Instructions to follow — For the entries below, the expected answer is the line with "file are filled.", the line with "Eq, Serialize, Deserialize)]", and every line between them, exactly as written, and nothing more.

(Collected data entries)
▬▬▬▬▬▬
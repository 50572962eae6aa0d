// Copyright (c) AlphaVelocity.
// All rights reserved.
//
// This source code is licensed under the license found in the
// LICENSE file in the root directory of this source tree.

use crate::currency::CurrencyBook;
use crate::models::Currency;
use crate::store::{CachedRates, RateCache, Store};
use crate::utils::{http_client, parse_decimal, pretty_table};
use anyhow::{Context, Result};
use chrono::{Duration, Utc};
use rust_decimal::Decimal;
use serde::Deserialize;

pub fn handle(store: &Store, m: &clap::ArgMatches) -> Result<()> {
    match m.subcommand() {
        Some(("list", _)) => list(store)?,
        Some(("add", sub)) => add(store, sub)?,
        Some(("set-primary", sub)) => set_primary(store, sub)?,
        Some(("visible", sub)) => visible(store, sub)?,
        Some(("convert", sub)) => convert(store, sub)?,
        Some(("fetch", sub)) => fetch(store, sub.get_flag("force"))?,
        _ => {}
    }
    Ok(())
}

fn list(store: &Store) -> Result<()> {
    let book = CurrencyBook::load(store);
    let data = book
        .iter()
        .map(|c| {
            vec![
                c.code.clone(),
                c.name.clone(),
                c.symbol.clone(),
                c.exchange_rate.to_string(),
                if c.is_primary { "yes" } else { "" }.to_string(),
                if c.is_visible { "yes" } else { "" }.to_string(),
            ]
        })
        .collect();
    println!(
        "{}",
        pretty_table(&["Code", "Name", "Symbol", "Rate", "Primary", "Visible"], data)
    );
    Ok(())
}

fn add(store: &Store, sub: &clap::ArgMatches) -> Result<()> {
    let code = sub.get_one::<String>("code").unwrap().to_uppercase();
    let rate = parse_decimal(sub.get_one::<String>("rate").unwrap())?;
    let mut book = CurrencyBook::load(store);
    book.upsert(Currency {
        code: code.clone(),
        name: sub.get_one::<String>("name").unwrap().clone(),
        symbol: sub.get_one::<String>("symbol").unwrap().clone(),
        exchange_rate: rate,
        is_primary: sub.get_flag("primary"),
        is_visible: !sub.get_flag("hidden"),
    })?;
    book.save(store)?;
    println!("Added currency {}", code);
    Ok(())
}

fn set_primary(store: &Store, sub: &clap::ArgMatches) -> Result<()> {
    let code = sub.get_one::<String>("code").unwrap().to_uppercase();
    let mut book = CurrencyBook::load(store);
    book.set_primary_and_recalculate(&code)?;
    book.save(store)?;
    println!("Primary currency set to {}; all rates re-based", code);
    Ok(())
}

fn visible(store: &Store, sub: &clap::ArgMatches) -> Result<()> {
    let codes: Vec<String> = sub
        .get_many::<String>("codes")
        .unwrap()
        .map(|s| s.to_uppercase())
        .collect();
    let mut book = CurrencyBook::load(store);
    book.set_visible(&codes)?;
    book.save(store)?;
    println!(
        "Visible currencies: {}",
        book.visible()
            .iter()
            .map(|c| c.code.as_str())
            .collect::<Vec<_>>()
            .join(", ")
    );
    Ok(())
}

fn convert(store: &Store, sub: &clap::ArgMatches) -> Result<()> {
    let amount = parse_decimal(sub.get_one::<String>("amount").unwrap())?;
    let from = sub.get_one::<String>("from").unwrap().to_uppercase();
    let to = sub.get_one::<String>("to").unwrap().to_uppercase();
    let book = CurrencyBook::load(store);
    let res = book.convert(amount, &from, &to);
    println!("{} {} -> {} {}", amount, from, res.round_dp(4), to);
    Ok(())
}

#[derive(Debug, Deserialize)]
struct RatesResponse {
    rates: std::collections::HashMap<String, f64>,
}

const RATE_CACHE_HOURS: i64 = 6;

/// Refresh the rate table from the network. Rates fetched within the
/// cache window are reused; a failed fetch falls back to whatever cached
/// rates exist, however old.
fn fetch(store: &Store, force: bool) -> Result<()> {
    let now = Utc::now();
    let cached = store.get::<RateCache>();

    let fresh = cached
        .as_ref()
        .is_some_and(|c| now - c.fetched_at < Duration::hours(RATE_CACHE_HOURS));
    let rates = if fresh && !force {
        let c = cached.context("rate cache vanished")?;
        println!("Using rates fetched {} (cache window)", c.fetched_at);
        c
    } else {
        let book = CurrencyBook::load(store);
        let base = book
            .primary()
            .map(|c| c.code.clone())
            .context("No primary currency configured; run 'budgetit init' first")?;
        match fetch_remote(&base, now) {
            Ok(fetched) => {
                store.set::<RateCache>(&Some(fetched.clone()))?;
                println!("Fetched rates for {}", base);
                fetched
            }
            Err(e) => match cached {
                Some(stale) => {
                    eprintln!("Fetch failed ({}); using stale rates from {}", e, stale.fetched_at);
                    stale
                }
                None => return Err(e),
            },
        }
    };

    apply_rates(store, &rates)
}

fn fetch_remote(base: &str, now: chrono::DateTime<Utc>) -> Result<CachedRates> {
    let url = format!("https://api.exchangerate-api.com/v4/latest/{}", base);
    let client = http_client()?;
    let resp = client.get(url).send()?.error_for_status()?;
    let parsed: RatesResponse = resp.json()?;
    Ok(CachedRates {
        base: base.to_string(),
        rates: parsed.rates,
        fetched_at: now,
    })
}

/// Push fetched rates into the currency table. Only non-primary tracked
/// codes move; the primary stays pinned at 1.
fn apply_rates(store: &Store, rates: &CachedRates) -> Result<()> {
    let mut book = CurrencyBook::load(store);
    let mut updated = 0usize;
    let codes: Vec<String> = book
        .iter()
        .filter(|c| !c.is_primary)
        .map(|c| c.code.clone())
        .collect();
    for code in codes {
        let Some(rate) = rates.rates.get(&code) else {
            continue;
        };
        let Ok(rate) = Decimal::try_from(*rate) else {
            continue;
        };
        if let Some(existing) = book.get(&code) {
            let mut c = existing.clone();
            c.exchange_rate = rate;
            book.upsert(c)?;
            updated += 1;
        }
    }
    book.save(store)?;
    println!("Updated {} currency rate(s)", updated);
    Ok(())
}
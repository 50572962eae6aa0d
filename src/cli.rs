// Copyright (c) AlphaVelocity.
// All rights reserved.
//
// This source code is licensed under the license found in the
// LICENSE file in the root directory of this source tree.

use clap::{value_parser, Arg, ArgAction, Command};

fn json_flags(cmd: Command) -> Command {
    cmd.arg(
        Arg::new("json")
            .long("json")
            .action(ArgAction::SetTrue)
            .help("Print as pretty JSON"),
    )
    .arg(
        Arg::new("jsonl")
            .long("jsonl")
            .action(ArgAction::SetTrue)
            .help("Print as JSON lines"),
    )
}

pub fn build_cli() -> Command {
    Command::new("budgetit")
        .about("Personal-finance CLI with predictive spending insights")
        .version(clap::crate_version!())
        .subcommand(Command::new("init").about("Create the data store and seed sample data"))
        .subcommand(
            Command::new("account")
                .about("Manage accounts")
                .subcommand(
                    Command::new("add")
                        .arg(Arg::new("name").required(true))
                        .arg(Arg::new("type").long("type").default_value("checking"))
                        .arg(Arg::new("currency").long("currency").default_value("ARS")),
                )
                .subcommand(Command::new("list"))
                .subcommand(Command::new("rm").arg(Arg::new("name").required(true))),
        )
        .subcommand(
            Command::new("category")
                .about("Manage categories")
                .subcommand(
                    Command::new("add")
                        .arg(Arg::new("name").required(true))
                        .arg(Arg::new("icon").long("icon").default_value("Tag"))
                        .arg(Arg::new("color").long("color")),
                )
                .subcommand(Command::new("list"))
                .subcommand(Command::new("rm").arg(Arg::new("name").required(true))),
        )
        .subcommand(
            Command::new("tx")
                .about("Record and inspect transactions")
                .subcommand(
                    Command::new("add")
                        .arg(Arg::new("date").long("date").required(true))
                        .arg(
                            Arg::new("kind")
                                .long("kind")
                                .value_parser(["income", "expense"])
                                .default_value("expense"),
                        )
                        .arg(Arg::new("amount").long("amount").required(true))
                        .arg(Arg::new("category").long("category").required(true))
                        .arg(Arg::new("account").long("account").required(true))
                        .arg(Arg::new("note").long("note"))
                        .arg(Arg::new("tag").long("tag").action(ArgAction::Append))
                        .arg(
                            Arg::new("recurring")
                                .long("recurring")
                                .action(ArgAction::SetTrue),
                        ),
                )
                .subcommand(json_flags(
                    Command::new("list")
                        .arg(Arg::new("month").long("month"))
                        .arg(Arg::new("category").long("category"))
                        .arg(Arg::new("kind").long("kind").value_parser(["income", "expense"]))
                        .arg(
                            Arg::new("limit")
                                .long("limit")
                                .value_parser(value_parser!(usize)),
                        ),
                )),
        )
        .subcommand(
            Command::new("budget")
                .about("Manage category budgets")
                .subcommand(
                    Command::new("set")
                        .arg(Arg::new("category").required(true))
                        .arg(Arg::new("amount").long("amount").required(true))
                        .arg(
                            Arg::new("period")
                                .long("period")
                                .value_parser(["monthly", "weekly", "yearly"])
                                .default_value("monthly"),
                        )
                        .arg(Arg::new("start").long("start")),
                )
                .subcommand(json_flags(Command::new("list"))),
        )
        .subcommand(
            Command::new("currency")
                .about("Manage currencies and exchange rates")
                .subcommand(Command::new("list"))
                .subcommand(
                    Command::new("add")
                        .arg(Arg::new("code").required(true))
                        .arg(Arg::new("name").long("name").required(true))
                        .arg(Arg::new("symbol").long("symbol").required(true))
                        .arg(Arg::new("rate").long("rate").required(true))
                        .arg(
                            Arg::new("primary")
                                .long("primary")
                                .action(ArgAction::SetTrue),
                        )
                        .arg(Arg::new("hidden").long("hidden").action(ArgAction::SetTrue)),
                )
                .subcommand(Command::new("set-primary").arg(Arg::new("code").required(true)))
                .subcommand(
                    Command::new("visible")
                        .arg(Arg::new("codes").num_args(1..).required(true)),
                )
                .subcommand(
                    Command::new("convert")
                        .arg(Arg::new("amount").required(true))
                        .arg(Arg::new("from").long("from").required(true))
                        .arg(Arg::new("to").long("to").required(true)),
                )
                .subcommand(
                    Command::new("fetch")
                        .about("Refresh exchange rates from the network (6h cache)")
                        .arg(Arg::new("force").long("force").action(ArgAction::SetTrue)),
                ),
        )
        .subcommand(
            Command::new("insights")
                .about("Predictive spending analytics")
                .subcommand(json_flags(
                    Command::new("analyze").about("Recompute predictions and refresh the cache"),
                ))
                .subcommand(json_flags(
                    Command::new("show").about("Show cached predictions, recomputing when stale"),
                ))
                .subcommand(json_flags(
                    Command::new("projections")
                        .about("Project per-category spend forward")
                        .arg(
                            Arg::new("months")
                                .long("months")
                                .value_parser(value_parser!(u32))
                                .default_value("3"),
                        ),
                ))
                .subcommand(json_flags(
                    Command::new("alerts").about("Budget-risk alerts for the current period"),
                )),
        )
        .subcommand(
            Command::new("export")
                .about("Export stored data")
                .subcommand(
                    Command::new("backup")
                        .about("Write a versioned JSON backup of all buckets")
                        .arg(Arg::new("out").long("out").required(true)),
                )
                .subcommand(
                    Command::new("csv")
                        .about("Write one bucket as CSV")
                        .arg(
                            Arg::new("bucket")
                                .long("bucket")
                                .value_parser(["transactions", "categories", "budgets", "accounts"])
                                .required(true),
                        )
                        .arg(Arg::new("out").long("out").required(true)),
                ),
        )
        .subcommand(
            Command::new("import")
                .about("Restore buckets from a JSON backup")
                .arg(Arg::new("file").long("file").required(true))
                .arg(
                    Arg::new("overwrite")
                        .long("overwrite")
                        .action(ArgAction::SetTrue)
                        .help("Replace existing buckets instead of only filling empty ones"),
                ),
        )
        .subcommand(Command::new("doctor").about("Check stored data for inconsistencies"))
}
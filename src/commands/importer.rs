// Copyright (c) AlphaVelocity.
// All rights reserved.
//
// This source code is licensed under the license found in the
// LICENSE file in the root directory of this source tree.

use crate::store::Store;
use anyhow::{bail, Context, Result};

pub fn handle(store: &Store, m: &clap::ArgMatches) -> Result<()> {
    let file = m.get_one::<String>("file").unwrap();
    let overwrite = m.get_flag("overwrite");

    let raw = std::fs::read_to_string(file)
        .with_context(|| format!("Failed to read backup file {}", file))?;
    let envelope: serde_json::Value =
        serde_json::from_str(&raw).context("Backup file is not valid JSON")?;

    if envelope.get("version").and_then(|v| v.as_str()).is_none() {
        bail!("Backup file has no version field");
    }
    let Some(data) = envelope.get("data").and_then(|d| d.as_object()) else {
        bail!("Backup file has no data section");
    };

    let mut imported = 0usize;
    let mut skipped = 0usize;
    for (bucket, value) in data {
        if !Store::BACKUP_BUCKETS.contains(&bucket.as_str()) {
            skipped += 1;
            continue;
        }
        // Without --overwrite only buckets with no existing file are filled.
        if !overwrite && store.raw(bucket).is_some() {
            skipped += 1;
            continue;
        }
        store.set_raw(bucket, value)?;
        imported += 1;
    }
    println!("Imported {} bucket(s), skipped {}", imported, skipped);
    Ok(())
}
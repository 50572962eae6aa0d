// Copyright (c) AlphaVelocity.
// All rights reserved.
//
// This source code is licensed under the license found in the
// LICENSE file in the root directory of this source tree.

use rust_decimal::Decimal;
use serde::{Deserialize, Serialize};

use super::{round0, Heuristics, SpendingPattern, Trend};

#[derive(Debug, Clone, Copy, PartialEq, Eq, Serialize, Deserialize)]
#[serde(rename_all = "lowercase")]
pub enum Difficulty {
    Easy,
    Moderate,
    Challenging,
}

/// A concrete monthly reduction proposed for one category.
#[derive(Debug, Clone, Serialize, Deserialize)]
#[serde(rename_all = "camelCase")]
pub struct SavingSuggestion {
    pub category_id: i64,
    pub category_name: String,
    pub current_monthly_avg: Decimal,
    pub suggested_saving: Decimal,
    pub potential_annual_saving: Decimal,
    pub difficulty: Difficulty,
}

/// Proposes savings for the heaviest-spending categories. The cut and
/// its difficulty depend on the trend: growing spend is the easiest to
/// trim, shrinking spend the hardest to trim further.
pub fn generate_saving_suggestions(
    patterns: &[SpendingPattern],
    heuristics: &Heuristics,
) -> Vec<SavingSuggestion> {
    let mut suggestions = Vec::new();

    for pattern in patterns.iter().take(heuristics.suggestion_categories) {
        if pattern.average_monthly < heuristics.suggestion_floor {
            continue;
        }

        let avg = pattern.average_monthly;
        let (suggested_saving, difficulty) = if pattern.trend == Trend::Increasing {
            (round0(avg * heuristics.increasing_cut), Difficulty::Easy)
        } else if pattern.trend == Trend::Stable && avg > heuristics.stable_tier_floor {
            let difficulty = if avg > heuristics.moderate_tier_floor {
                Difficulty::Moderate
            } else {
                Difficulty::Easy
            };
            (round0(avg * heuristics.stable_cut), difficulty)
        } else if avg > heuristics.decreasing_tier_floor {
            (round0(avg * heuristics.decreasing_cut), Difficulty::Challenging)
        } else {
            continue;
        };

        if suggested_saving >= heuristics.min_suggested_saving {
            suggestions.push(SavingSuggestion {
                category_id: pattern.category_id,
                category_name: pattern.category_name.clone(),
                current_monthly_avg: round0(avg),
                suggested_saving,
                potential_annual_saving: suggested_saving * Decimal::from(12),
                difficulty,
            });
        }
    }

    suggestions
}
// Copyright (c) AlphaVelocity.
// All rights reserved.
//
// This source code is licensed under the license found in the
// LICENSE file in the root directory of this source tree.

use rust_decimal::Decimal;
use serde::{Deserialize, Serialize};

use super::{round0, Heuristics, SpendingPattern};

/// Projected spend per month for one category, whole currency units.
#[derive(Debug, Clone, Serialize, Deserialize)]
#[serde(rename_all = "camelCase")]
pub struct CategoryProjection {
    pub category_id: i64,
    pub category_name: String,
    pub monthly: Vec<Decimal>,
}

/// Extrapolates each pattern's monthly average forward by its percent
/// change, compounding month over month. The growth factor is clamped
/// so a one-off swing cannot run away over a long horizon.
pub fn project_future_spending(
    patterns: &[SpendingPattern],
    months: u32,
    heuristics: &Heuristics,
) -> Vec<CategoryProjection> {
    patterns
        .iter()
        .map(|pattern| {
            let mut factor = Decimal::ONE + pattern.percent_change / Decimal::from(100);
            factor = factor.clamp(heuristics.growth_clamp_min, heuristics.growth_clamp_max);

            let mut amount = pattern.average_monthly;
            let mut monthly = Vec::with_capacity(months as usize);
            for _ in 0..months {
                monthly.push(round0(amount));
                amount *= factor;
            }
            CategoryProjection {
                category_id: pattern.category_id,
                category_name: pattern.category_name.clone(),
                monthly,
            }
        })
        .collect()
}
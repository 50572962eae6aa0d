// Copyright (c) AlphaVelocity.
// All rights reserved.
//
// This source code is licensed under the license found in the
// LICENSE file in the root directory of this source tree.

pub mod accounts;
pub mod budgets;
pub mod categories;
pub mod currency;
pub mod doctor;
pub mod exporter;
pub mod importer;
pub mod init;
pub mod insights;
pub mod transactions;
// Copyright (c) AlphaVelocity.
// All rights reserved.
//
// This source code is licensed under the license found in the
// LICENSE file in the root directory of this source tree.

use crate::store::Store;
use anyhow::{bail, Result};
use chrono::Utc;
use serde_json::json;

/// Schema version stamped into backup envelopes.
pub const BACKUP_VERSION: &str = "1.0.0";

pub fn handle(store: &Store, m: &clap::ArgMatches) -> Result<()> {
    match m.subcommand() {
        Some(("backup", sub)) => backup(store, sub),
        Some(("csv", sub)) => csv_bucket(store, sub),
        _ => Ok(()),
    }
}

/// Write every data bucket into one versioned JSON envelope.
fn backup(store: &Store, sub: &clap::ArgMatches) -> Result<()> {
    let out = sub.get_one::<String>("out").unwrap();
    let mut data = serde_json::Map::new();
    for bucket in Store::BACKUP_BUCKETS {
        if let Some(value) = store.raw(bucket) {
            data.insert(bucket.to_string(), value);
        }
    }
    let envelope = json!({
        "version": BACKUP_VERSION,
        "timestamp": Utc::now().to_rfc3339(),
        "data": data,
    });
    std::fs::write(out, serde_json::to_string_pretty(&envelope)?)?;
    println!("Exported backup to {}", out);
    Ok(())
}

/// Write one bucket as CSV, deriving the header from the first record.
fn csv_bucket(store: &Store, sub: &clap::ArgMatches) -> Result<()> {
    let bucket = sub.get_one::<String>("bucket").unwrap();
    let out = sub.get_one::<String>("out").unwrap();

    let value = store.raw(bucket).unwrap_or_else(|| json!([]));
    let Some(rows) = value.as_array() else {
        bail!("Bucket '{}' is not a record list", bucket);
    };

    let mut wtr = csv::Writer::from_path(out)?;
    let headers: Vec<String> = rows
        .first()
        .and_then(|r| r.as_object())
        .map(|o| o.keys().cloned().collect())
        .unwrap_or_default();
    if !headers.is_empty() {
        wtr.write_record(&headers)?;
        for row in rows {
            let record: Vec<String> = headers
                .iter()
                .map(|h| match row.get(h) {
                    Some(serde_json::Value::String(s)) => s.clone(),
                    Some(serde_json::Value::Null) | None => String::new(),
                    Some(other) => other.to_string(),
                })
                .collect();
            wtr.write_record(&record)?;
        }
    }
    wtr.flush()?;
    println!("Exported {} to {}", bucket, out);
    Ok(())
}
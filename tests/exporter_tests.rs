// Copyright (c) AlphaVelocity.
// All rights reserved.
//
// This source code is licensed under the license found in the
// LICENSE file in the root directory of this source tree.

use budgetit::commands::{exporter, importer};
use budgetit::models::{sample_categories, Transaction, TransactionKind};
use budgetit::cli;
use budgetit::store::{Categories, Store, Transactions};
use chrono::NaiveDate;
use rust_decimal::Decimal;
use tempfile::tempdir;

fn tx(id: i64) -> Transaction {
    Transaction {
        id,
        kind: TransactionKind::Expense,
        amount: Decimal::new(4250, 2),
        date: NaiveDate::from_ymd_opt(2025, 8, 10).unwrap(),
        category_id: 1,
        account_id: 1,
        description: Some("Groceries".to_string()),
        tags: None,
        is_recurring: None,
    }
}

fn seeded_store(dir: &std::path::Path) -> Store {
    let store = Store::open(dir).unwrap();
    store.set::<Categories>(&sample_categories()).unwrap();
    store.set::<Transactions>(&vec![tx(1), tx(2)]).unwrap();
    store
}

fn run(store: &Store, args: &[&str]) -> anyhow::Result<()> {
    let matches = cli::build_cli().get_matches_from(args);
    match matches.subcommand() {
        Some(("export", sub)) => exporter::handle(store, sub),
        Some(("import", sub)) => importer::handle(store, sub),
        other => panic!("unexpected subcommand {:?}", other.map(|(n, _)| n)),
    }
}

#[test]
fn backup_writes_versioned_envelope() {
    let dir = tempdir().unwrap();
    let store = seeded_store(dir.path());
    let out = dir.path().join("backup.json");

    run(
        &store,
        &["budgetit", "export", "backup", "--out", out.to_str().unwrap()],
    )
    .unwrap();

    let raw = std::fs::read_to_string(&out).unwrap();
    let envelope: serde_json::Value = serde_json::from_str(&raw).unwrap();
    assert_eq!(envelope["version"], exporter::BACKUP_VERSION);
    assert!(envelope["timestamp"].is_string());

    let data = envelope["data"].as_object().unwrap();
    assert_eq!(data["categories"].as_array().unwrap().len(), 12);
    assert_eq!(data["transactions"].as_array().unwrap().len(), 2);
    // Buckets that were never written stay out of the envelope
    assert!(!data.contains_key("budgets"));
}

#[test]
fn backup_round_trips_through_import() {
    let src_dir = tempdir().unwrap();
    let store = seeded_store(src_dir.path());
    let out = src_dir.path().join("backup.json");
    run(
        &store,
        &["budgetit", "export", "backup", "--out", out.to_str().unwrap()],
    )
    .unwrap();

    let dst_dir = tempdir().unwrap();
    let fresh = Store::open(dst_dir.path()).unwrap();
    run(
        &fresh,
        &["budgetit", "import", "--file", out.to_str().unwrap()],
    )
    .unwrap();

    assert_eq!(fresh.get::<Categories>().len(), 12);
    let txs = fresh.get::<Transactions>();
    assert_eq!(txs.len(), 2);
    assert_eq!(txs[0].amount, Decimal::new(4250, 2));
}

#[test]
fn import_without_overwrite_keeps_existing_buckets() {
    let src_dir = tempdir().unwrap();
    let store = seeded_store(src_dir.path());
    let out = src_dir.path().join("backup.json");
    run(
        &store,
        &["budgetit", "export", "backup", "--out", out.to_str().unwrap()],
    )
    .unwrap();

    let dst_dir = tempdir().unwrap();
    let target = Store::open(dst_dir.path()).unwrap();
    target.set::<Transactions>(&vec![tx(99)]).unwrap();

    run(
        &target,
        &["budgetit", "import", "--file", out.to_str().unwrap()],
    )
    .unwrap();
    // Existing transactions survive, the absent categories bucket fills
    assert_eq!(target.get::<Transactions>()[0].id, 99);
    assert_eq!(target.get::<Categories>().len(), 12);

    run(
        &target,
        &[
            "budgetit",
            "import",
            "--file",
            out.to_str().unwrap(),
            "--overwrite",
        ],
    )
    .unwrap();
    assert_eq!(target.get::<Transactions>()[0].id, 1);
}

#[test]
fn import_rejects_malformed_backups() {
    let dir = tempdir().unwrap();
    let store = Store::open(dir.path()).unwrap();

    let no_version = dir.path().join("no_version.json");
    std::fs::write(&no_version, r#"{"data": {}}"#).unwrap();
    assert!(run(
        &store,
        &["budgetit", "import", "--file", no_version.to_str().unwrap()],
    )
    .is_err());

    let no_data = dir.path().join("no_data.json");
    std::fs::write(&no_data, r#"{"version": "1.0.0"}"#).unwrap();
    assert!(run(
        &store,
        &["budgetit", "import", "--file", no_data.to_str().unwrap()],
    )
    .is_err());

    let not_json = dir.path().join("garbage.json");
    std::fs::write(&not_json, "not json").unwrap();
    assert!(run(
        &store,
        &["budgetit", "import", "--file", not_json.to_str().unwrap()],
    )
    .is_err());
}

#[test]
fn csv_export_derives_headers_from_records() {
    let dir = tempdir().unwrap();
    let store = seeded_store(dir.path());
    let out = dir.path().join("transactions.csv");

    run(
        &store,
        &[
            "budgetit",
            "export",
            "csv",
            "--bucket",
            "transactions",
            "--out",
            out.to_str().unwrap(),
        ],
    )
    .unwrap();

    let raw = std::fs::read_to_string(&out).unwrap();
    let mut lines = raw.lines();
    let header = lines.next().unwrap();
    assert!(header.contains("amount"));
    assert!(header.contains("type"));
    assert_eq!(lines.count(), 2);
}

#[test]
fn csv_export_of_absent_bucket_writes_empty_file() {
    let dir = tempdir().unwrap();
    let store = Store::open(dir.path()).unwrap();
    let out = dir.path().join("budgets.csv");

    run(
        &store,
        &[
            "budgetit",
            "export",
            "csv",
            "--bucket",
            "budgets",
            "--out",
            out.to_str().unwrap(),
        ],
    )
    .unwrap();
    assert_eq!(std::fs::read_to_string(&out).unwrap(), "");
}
▬▬▬▬▬▬
Your response —
        // Without --overwrite only buckets with no existing file are filled.
        if !overwrite && store.raw(bucket).is_some() {
            skipped += 1;
            continue;
        }
        store.set_raw(bucket, value)?;
        imported += 1;
    }
    println!("Imported {} bucket(s), skipped {}", imported, skipped);
    Ok(())
}
repository 50572962eae6aa0d
// Copyright (c) AlphaVelocity.
// All rights reserved.
//
// This source code is licensed under the license found in the
// LICENSE file in the root directory of this source tree.

use rust_decimal::Decimal;
use serde::{Deserialize, Serialize};

use super::{round0, Heuristics, SpendingPattern, Trend};

#[derive(Debug, Clone, Copy, PartialEq, Eq, Serialize, Deserialize)]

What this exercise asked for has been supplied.